Union leaders are betting that local wins this November could spur a larger statewide movement. Given California’s shortage of health care workers, supporters say a pay bump may help; opponents say these proposals are too narrow to make a difference and may instead backfire.  

The union tried negotiating a statewide minimum wage with hospital leaders this summer, but that deal fell apart. And in the past, the union has pushed to raise the state’s general minimum wage, such as when it authored a $15 minimum wage measure for the statewide ballot. The union withdrew its measure when Gov. Jerry Brown signed a similar proposal into law.

Residents in a handful of other Southern California cities may have to make a decision on health care worker wages in later elections. For example, city councils in Los Angeles, Long Beach and Downey approved minimum wage hikes for health care workers at private facilities this summer. But an industry-backed campaign temporarily blocked the cities from implementing the ordinances after it collected enough signatures for a referendum. Those city councils either must repeal the ordinance or put the issue up to voters, likely in 2024.

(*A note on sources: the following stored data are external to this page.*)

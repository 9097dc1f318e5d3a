//! Coarse stack clock — whole seconds from an epoch.
//!
//! Cache entries are stamped and aged in seconds, so the stack never needs
//! sub-second resolution.  Production stacks use [`Clock::monotonic`], which
//! counts from process start via [`Instant`]; tests use [`Clock::manual`] and
//! advance time explicitly so TTL and sweep behavior can be exercised without
//! sleeping.

use std::sync::atomic::{AtomicU64, Ordering};
use std::time::Instant;

enum Source {
    Monotonic(Instant),
    Manual(AtomicU64),
}

/// Second-granularity time source owned by the stack.
pub struct Clock {
    source: Source,
}

impl Clock {
    /// Wall source counting whole seconds since creation.
    pub fn monotonic() -> Self {
        Self {
            source: Source::Monotonic(Instant::now()),
        }
    }

    /// Manually-advanced source starting at `start` seconds.
    pub fn manual(start: u64) -> Self {
        Self {
            source: Source::Manual(AtomicU64::new(start)),
        }
    }

    /// Current time in whole seconds.
    pub fn now_secs(&self) -> u64 {
        match &self.source {
            Source::Monotonic(epoch) => epoch.elapsed().as_secs(),
            Source::Manual(secs) => secs.load(Ordering::Relaxed),
        }
    }

    /// Advance a manual source by `secs`.  No-op on a monotonic source.
    pub fn advance(&self, secs: u64) {
        if let Source::Manual(current) = &self.source {
            current.fetch_add(secs, Ordering::Relaxed);
        }
    }
}

impl Default for Clock {
    fn default() -> Self {
        Self::monotonic()
    }
}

The coalition of hospitals and clinics leading the opposition to the wage initiatives is calling the union’s proposals “deeply flawed” and the pay rate “arbitrary.” The hospital lobby and health systems across the state have poured at least $17 million into campaigns to defeat these two measures, according to campaign filings in Inglewood and Duarte. SEIU-UHW has allocated more than $1.2 million in support.

The opposition campaign’s argument to voters is that the measures are bad policy because they exclude a significant amount of health care workers in these cities. The measure applies only to private hospitals, their affiliated facilities and dialysis clinics, meaning workers employed at public hospitals would be excluded. Workers at nursing homes, private or public, are also not included in the measure.

Duarte’s Measure J would primarily apply to people employed by City of Hope, a private nonprofit hospital and cancer research center. In Inglewood, Measure HC would apply to workers at a number of dialysis clinics and Centinela Hospital Medical Center, a 362-bed facility operated by the for-profit system Prime Healthcare.

If approved, the $25 minimum wage rate could go into effect as early as December. Employers would then have to follow up with cost of living increases starting in 2024. The initiatives prohibit employers from funding the minimum wage hike by laying people off or reducing their benefits.

SEIU-UHW is also behind this year’s Proposition 29, a measure that asks voters statewide – for a third time – to decide on establishing new rules for dialysis clinics, including adding an extra medical provider on site. The union is known to routinely turn to voters and use the initiative process as a negotiating tactic. In the past, the union has proposed ballot measures and then pulled them after reaching agreements with hospital leaders.

In August, the union and the California Hospital Association tried to hash out a last-minute legislative deal that would boost the minimum wage for workers in both public and private facilities statewide (ranging from $19 to $24 an hour, depending on location) in exchange for the union’s support for a request to delay seismic upgrades due in 2030. But those negotiations fizzled.